───── Supplied records ─────

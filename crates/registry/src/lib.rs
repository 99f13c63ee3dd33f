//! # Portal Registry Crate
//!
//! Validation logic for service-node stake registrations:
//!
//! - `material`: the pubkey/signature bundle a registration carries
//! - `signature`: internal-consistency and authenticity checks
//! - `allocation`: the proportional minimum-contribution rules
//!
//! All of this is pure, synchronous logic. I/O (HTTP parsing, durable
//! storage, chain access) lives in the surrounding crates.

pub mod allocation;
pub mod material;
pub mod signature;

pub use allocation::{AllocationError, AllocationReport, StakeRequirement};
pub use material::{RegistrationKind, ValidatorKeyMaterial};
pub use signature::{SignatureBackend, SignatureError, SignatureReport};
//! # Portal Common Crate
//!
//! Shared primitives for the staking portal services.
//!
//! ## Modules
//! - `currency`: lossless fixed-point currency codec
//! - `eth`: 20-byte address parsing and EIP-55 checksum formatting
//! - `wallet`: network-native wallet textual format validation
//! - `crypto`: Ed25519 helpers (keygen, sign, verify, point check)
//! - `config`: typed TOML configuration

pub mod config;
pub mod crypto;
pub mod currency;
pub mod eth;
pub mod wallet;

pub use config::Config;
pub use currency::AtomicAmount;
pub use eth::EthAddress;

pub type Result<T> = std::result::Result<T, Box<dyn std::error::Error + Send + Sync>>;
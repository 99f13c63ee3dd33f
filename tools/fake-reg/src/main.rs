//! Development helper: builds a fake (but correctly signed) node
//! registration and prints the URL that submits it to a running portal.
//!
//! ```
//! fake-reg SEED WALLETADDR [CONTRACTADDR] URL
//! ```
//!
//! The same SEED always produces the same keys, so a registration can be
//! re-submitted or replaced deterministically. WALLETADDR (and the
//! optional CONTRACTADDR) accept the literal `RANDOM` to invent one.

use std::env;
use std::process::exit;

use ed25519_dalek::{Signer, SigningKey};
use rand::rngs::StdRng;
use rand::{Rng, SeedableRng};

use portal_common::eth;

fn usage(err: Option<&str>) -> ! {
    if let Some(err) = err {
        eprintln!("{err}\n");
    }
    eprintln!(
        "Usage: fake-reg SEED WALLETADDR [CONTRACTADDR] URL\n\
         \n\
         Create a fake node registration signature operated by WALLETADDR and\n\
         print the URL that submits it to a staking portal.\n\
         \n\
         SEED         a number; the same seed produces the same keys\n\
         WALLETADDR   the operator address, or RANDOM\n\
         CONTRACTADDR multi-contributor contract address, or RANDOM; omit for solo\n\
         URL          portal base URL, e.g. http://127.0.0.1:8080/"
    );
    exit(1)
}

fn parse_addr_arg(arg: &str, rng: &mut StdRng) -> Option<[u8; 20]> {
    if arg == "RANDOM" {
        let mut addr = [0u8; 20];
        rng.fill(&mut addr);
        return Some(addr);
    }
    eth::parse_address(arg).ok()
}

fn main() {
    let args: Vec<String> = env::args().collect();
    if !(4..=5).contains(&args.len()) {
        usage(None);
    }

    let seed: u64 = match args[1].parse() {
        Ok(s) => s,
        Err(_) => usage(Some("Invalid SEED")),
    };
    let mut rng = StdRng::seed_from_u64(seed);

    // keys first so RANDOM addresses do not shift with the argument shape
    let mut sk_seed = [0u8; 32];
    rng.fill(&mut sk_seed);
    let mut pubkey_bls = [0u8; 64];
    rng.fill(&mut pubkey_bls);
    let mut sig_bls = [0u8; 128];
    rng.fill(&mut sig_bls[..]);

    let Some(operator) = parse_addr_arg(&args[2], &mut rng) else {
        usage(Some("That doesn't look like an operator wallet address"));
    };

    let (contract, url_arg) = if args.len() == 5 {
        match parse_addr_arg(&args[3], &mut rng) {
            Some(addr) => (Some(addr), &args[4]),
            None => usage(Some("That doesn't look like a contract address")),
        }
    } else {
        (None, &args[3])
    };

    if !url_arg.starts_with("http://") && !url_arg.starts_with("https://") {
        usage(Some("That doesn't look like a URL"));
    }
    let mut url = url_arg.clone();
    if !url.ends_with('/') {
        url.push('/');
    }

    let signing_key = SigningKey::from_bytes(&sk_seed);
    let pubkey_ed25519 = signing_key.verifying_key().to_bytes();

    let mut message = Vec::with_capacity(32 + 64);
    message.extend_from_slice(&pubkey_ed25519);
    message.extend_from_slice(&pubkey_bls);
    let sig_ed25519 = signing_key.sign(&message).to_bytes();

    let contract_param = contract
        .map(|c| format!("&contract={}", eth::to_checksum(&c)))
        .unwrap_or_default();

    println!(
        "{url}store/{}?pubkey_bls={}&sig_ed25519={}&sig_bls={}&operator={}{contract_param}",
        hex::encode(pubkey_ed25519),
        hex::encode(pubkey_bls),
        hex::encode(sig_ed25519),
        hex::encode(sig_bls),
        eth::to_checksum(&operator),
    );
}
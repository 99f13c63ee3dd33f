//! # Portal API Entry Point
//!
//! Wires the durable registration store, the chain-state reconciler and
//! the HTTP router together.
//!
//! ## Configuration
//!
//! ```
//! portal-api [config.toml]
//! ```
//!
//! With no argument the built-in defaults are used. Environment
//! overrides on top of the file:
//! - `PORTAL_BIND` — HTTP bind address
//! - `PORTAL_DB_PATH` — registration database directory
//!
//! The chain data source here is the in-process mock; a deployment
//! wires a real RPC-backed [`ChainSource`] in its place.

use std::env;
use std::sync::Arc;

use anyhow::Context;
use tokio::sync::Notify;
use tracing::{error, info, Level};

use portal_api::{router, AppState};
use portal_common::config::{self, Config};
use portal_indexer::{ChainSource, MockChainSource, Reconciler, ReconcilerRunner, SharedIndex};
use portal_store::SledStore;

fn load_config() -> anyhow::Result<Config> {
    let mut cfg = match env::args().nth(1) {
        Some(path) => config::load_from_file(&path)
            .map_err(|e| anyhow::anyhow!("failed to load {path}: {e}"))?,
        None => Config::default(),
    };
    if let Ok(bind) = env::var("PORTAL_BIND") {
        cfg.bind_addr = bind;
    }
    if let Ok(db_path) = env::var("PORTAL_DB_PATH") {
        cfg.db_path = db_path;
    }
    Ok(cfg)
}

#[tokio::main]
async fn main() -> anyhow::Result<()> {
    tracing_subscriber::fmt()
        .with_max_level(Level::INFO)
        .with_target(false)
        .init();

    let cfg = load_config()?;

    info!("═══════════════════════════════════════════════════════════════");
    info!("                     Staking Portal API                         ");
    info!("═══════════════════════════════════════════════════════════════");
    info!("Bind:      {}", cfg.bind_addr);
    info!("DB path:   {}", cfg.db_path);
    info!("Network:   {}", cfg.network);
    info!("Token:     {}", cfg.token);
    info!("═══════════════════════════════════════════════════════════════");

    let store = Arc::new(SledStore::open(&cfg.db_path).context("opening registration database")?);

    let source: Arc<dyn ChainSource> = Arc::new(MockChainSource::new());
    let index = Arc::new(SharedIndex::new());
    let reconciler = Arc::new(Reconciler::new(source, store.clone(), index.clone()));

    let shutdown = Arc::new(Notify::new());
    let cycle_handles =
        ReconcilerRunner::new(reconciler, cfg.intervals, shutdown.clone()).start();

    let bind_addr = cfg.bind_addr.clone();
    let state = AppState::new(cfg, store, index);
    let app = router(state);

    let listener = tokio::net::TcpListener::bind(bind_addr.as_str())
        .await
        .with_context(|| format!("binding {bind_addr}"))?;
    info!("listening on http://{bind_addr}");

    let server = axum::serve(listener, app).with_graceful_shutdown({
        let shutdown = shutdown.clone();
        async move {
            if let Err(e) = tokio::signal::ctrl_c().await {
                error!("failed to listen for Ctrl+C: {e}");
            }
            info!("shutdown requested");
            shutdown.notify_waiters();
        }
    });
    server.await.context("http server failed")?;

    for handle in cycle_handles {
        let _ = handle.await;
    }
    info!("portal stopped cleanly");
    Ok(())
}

─────

What needs to be done = Above are the records; from them, give again exactly the lines from the one containing "are used. Environment" to the one containing "use std::sync::Arc;", both lines included, and nothing more.

Exercise response =
//! With no argument the built-in defaults are used. Environment
//! overrides on top of the file:
//! - `PORTAL_BIND` — HTTP bind address
//! - `PORTAL_DB_PATH` — registration database directory
//!
//! The chain data source here is the in-process mock; a deployment
//! wires a real RPC-backed [`ChainSource`] in its place.

use std::env;
use std::sync::Arc;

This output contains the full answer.